There is reputed to be a connection, for example, between caves and thunderstorms. It has been suggested that sometimes radioactive material extracted from the rocks is deposited by subterranean waters on the walls of caves, and that this in turn leads to an ionisation of the air inside, so that it contains an abundance of electrically charged particles. Caves often "breathe out" as a result of the local fall in atmospheric pressure associated with a thunderstorm and the resultant outpouring of ionised air at the mouth provides, apparently, a preferred path for any impending stroke of lightning.

The micro climatology inside a cave is critically dependent on the number of openings it may have - whether it has multiple "mouths" or only one. Caves with more than one entrance experience drafts and convection currents, which allow the inside temperature to approach that of the world outside. Any slight difference in height between two entrances is sufficient to set up a circulation: in warm weather, the cold air inside the cave sinks, and flows out through the lower opening, white warm air is sucked in at the top; in cold wintry conditions, the reverse happens.

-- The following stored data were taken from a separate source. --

use chrono::{TimeZone, Utc};
use sawitdb::types::value::Value;

#[test]
fn test_equality_same_types() {
    assert_eq!(Value::Null, Value::Null);
    assert_eq!(Value::Integer(42), Value::Integer(42));
    assert_eq!(Value::Real(1.5), Value::Real(1.5));
    assert_eq!(Value::Text("Dura".to_string()), Value::Text("Dura".to_string()));
    assert_eq!(Value::Boolean(true), Value::Boolean(true));
    assert_ne!(Value::Integer(1), Value::Integer(2));
}

#[test]
fn test_cross_type_numeric_equality() {
    assert_eq!(Value::Integer(5), Value::Real(5.0));
    assert_eq!(Value::Real(5.0), Value::Integer(5));
    assert_ne!(Value::Integer(5), Value::Real(5.5));
}

#[test]
fn test_null_never_equals_non_null() {
    assert_ne!(Value::Null, Value::Integer(0));
    assert_ne!(Value::Null, Value::Text(String::new()));
    assert_ne!(Value::Boolean(false), Value::Null);
}

#[test]
fn test_ordering() {
    use std::cmp::Ordering;

    assert_eq!(
        Value::Integer(3).partial_cmp(&Value::Integer(5)),
        Some(Ordering::Less)
    );
    assert_eq!(
        Value::Integer(5).partial_cmp(&Value::Real(4.5)),
        Some(Ordering::Greater)
    );
    assert_eq!(
        Value::Text("a".to_string()).partial_cmp(&Value::Text("b".to_string())),
        Some(Ordering::Less)
    );
    // NULL sorts below everything
    assert_eq!(
        Value::Null.partial_cmp(&Value::Integer(i64::MIN)),
        Some(Ordering::Less)
    );
}

#[test]
fn test_coerce_to_number() {
    assert_eq!(Value::Integer(7).coerce_to_number(), Some(7.0));
    assert_eq!(Value::Real(2.5).coerce_to_number(), Some(2.5));
    assert_eq!(Value::Boolean(true).coerce_to_number(), Some(1.0));
    assert_eq!(Value::Text("3.5".to_string()).coerce_to_number(), Some(3.5));
    assert_eq!(Value::Text("sawit".to_string()).coerce_to_number(), None);
    assert_eq!(Value::Null.coerce_to_number(), None);
}

#[test]
fn test_timestamp_from_rfc3339() {
    let value = Value::timestamp_from_str("2022-01-01T12:30:45+00:00").unwrap();
    match value {
        Value::Timestamp(ts) => {
            assert_eq!(ts, Utc.with_ymd_and_hms(2022, 1, 1, 12, 30, 45).unwrap());
        }
        other => panic!("expected timestamp, got {:?}", other),
    }
}

#[test]
fn test_timestamp_from_datetime_string() {
    let value = Value::timestamp_from_str("2022-01-01 12:30:45").unwrap();
    match value {
        Value::Timestamp(ts) => {
            assert_eq!(ts, Utc.with_ymd_and_hms(2022, 1, 1, 12, 30, 45).unwrap());
        }
        other => panic!("expected timestamp, got {:?}", other),
    }
}

#[test]
fn test_timestamp_from_date_only() {
    let value = Value::timestamp_from_str("2022-01-01").unwrap();
    match value {
        Value::Timestamp(ts) => {
            assert_eq!(ts, Utc.with_ymd_and_hms(2022, 1, 1, 0, 0, 0).unwrap());
        }
        other => panic!("expected timestamp, got {:?}", other),
    }
}

#[test]
fn test_timestamp_parse_failure() {
    assert!(Value::timestamp_from_str("not a date").is_err());
}

#[test]
fn test_display() {
    assert_eq!(Value::Null.to_string(), "NULL");
    assert_eq!(Value::Integer(12).to_string(), "12");
    assert_eq!(Value::Boolean(false).to_string(), "FALSE");
    assert_eq!(Value::Text("Tenera".to_string()).to_string(), "Tenera");
}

A cave with only a single opening, on the other hand, behaves quite differently. If it slopes downwards - a "sock" cave, as it is sometimes called - it forms a drainage pit for cold air. The air inside such a cavern is prevented from becoming completely stagnant only by the tendency, as we have seen, for the cave to "breathe" in response to external changes in barometric pressure. The temperature inside is normally found to lie somewhere between the minimum likely to occur at the entrance, and the ambient temperature of the subterranean rock.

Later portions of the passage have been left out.